Film le plus épique du cinéaste new-yorkais narrant les sédiments d’une ville fondée sur le crime et la violence, Gangs of New York est toutefois entaché par une stylisation sursaturée et une présence outrancièrement performative de Day Lewis. L’acteur semble vouloir porter le film seul sur ses épaules. Une collaboration dont on imagine, par ailleurs, l’immense influence qu’elle a eue sur la carrière de DiCaprio au contact d’un des modèles les plus célébrés de l’Actors studio : suivre ses pas et salir son image de playboy en incarnant des rôles plus ténébreux et complexes.

3. Shutter Island (2010)

Semblant davantage appartenir à un terrain d’expérimentation (déjà opéré maladroitement dans Les Nerfs à vifs) plutôt qu’à travailler la continuité d’une œuvre, Shutter Island a tout d’un objet mineur de façade. Aussi bien formellement (une étrange hybridation entre le gothique de studio, des angles allemands façon Caligari, le film noir des années 1940, les 1ers Hitchcock, le cinéma de Dario Argento…) que thématiquement, le film diffère des récits de Scorsese en présentant un personnage pris en otage par son propre traumatisme.

Shutter Island reste pour nous l’une des sorties de route les plus fascinantes du cinéma de Scorsese. Le cinéaste livre une inversion sinistre et tragique de l’axiome philosophique de Matrix, que le cinéaste organise comme la défaite totale d’un DiCaprio rarement vu aussi déchirant.

2. Aviator (2004)

Grande étape qui ouvre une nouvelle brèche dans la filmographie de DiCaprio, Aviator semble aussi un moment charnière dans l’œuvre de Scorsese. Il dissipe la violence expressionniste de sa mise en scène au profit d’un cinéma plus mental. Sûrement marqué par l’échec commercial de Gangs of New York, Scorsese met à jour ses motifs formels : le rythme déchaîné et les mouvements de caméras baroques de l’auteur de Casino laissent ainsi place à une certaine accalmie, à une décélération globale. Un recentrage de la forme qui semble mis au service d’un DiCaprio éblouissant, qui façonne Howard Hugues en un monstre de névrose.

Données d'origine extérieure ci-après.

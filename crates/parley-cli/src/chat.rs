use std::io::Write;
use std::sync::Arc;

use anyhow::bail;
use clap::Args;
use parley_agents::mcp::McpToolHost;
use parley_agents::providers::build_providers;
use parley_agents::{LlmProvider, SessionRegistry, ToolHost, TurnOptions};
use parley_common::{ProviderId, SessionId, TimedResult};
use parley_config::AppConfig;
use tokio::io::{AsyncBufReadExt, BufReader};
use tracing::warn;

#[derive(Args)]
pub struct ChatArgs {
    /// Provider id: gigachat, openrouter or ollama
    #[arg(long, short)]
    provider: Option<String>,

    /// Resume a named session instead of starting a fresh one
    #[arg(long)]
    session: Option<String>,

    /// Use this model instead of the provider default
    #[arg(long, short)]
    model: Option<String>,

    #[arg(long, default_value = "")]
    system: String,

    #[arg(long, short, default_value_t = 0.7)]
    temperature: f64,

    #[arg(long)]
    max_tokens: Option<u32>,

    /// Offer the configured tool host to providers that support tools
    #[arg(long)]
    tools: bool,
}

pub async fn run(config: AppConfig, args: ChatArgs) -> anyhow::Result<()> {
    let providers = build_providers(&config.providers)?;
    let Some(first) = providers.first() else {
        bail!(
            "no providers configured: add a providers section to the config, \
             or set OPENROUTER_API_KEY, GIGACHAT_ACCESS_TOKEN or OLLAMA_BASE_URL"
        );
    };

    let provider_id = args
        .provider
        .clone()
        .or_else(|| config.providers.default.clone())
        .unwrap_or_else(|| first.provider_id().to_string());
    if !providers.iter().any(|p| p.provider_id() == provider_id) {
        let known: Vec<&str> = providers.iter().map(|p| p.provider_id()).collect();
        bail!(
            "provider '{provider_id}' is not configured (available: {})",
            known.join(", ")
        );
    }

    let tools_enabled = args.tools && config.tools.enabled;
    let mcp_host = if tools_enabled {
        connect_tool_host(&config).await
    } else {
        None
    };
    let tool_host = mcp_host.clone().map(|h| h as Arc<dyn ToolHost>);

    let registry = SessionRegistry::from_providers(
        providers,
        config.history.clone(),
        config.tools.clone(),
        tool_host,
        None,
    );

    let session = args.session.map(SessionId::from).unwrap_or_default();
    let provider = ProviderId::from(provider_id);
    let options = TurnOptions {
        system_prompt: args.system,
        temperature: args.temperature,
        max_tokens: args.max_tokens,
        model_override: args.model,
        tools_enabled,
    };

    println!("parley: talking to {provider} (session {session})");
    println!("commands: /clear, /history, /quit");

    let mut lines = BufReader::new(tokio::io::stdin()).lines();
    loop {
        print!("> ");
        std::io::stdout().flush()?;

        let Some(line) = lines.next_line().await? else {
            break;
        };
        let input = line.trim();
        match input {
            "" => continue,
            "/quit" | "/exit" => break,
            "/clear" => {
                registry.clear_history(&session, &provider).await;
                println!("history cleared");
                continue;
            }
            "/history" => {
                if let Some(handler) = registry.handler(&session, &provider) {
                    let handler = handler.lock().await;
                    println!(
                        "{} messages stored ({} user/assistant){}",
                        handler.history_size(),
                        handler.message_count(),
                        if handler.has_summary() { ", summarized" } else { "" }
                    );
                }
                continue;
            }
            _ => {}
        }

        let result = registry
            .process_message(&session, &provider, input, &options)
            .await?;
        print_result(&result);
    }

    drop(registry);
    if let Some(host) = mcp_host {
        match Arc::try_unwrap(host) {
            Ok(host) => host.disconnect().await,
            Err(_) => warn!("tool host still in use at exit"),
        }
    }
    Ok(())
}

async fn connect_tool_host(config: &AppConfig) -> Option<Arc<McpToolHost>> {
    let Some(mcp) = &config.mcp else {
        warn!("--tools given but no mcp section is configured");
        return None;
    };
    match McpToolHost::from_config(mcp).await {
        Ok(host) => Some(Arc::new(host)),
        Err(e) => {
            warn!(error = %e, "continuing without tools");
            None
        }
    }
}

fn print_result(result: &TimedResult) {
    if result.is_error() {
        eprintln!("error: {}", result.text);
        return;
    }

    println!("{}", result.text);
    let tokens = result
        .usage
        .and_then(|u| u.total_tokens)
        .map(|t| format!(", {t} tokens"))
        .unwrap_or_default();
    println!(
        "[{}, {} ms{}]",
        result.model_name, result.response_time_ms, tokens
    );
}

Si cette noirceur était déjà au travail dans la jeune filmographie de DiCaprio (notamment dans l’attachant nanar L’homme au masque de fer où le comédien joue simultanément un martyr et son bourreau), le comédien est saisissant en être facturé. Il retranscrit avec virtuosité les vicissitudes mentales de son personnage. DiCaprio vient de tuer Jack, Scorsese renforce, lui, un peu plus sa place dans le patrimoine culturel américain.

1. Les Infiltrés (2006)

Dans ce remake du film hongkongais Infernal Affairs, le réalisateur délaisse les codes d’un genre pour mieux regarder la mafia sous un autre angle (un polar plutôt qu’un film de gangster, Boston plutôt que New York). De la figure du gangster, Scorsese n’en garde que des lointains fantômes, redéployés et démystifiés au profit d’un fascinant et troublant jeu de miroirs et de masques. Toute vérité est à remettre en question. Personne n’est ce qu’il prétend être. Trouvant dans les spécificités du thriller une cure de jouvence, la mise en scène de Scorsese s’adonne à une pure machine de suspens où la technicité avec laquelle le récit est mené atteint des vertiges de perversion. Après deux films d’époque, Scorsese se reconnecte au contemporain et livre le portrait aussi jubilatoire que glacial d’un pays qui pourrit de l’intérieur et dont la corruption s’est infiltrée au sein même des institutions américaines les plus respectées. Selon nous, le sommet inégalé du duo Scorsese/DiCaprio.